Primi bilanci per l’operazione Mare Sicuro
della Capitaneria di Civitanova
di Laura Boccanera
Oltre 40 militari e quasi 600 controlli, finalizzati a verificare il rispetto sia dell’ordinanza di sicurezza balneare che delle altre norme che regolano il corretto uso del mare e delle spiagge. E’ questo un primo bilancio dell’operazione Mare Sicuro della Capitaneria di Porto di Civitanova.
Un impegno quotidiano di 4 autopattuglie che monitorano gli arenili e di 2 mezzi nautici specializzati, la motovedetta SAR CP 839 ed il battello pneumatico veloce GC 285, per il pattugliamento marittimo. Oltre 1800 i chilometri percorsi e quasi 340 miglia marine.
Sono invece circa una ventina le segnalazioni pervenute, tramite numero blu emergenza in mare 1530 alla Sala Operativa dell’Ufficio Circondariale Marittimo Guardia Costiera di Civitanova Marche: nel solo periodo giugno-luglio sono state soccorse 8 persone, 3 bagnanti, 4 diportisti e un surfista, mentre due interventi si sono conclusi con il decesso del bagnante (uno a Porto Recanati e uno a Civitanova due settimane fa). Sono stati elevati 7 verbali amministrativi, per un ammontare di oltre 6.000 euro di sanzioni pecuniarie.
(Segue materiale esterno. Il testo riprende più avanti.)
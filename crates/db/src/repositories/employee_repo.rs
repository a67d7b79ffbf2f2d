//! Repository for the `employees` table.

use actiontrack_core::types::DbId;

use crate::error::StoreError;
use crate::models::employee::{CreateEmployee, Employee, EmployeeWithCounts};
use crate::DbPool;

/// Column list shared across queries to avoid repetition.
const COLUMNS: &str = "id, name, email, manager_id, position, created_at";

/// Select list joining the manager name and counting action items.
///
/// Callers append an optional `WHERE` clause followed by [`GROUP_AND_ORDER`].
const WITH_COUNTS: &str = "SELECT e.id, e.name, e.email, e.manager_id, e.position, e.created_at,
        m.name AS manager_name, COUNT(ai.id) AS action_count
     FROM employees e
     JOIN managers m ON e.manager_id = m.id
     LEFT JOIN action_items ai ON ai.employee_id = e.id";

const GROUP_AND_ORDER: &str = "GROUP BY e.id ORDER BY e.name, e.id";

/// Provides insert, lookup and reassignment operations for employees.
pub struct EmployeeRepo;

impl EmployeeRepo {
    /// Insert a new employee under an existing manager.
    ///
    /// The manager is checked inside the insert itself; an unknown
    /// `manager_id` inserts nothing and yields [`StoreError::NotFound`].
    pub async fn create(pool: &DbPool, input: &CreateEmployee) -> Result<Employee, StoreError> {
        let query = format!(
            "INSERT INTO employees (name, email, manager_id, position)
             SELECT ?, ?, m.id, ? FROM managers m WHERE m.id = ?
             RETURNING {COLUMNS}"
        );
        sqlx::query_as::<_, Employee>(&query)
            .bind(&input.name)
            .bind(&input.email)
            .bind(&input.position)
            .bind(input.manager_id)
            .fetch_optional(pool)
            .await
            .map_err(|e| StoreError::from_email_insert(e, "Employee", &input.email))?
            .ok_or(StoreError::NotFound {
                entity: "Manager",
                id: input.manager_id,
            })
    }

    /// Find a plain employee row by ID.
    pub async fn find_by_id(pool: &DbPool, id: DbId) -> Result<Option<Employee>, sqlx::Error> {
        let query = format!("SELECT {COLUMNS} FROM employees WHERE id = ?");
        sqlx::query_as::<_, Employee>(&query)
            .bind(id)
            .fetch_optional(pool)
            .await
    }

    /// Find an employee by ID together with their manager's name and action count.
    pub async fn find_with_counts(
        pool: &DbPool,
        id: DbId,
    ) -> Result<Option<EmployeeWithCounts>, sqlx::Error> {
        let query = format!("{WITH_COUNTS} WHERE e.id = ? {GROUP_AND_ORDER}");
        sqlx::query_as::<_, EmployeeWithCounts>(&query)
            .bind(id)
            .fetch_optional(pool)
            .await
    }

    /// List every employee by name with manager name and action count.
    pub async fn list_with_counts(pool: &DbPool) -> Result<Vec<EmployeeWithCounts>, sqlx::Error> {
        let query = format!("{WITH_COUNTS} {GROUP_AND_ORDER}");
        sqlx::query_as::<_, EmployeeWithCounts>(&query)
            .fetch_all(pool)
            .await
    }

    /// List the employees currently reporting to a manager.
    pub async fn list_for_manager(
        pool: &DbPool,
        manager_id: DbId,
    ) -> Result<Vec<EmployeeWithCounts>, sqlx::Error> {
        let query = format!("{WITH_COUNTS} WHERE e.manager_id = ? {GROUP_AND_ORDER}");
        sqlx::query_as::<_, EmployeeWithCounts>(&query)
            .bind(manager_id)
            .fetch_all(pool)
            .await
    }

    /// Move an employee under a different manager.
    ///
    /// Existing action items keep the `manager_id` they were created with.
    /// Fails with [`StoreError::NotFound`] naming whichever side is missing.
    pub async fn reassign(
        pool: &DbPool,
        employee_id: DbId,
        manager_id: DbId,
    ) -> Result<Employee, StoreError> {
        let query = format!(
            "UPDATE employees SET manager_id = ?
             WHERE id = ? AND EXISTS (SELECT 1 FROM managers WHERE managers.id = ?)
             RETURNING {COLUMNS}"
        );
        let updated = sqlx::query_as::<_, Employee>(&query)
            .bind(manager_id)
            .bind(employee_id)
            .bind(manager_id)
            .fetch_optional(pool)
            .await?;

        match updated {
            Some(employee) => Ok(employee),
            None if Self::find_by_id(pool, employee_id).await?.is_none() => {
                Err(StoreError::NotFound {
                    entity: "Employee",
                    id: employee_id,
                })
            }
            None => Err(StoreError::NotFound {
                entity: "Manager",
                id: manager_id,
            }),
        }
    }
}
Sono state inoltrate alla competente Autorità Giudiziaria 4 informative di reato di cui 1 per inquinamento e 3 per abusiva occupazione demaniale. <<Fino ad ora si è registrato uno svolgimento corretto delle attività balneari, nonché un atteggiamento di sostanziale rispetto da parte degli utenti delle norme di salvaguardia della vita umana in mare>> – ha detto il capitano Mario Poli. Consistente anche l’attività di controllo: 218 le ispezioni ambientali, 30 per la pesca, 51 quelle alle imbarcazioni da diporto, 228 demaniali. Multe salate invece per chi non rispetta le norme relative all’etichettatura dei prodotti: 11.600 euro complessivi e 10 sanzioni per irregolarità e altri 4.500 euro con tre violazioni e due sequestri per mancanza della tracciabilità del prodotto ittico.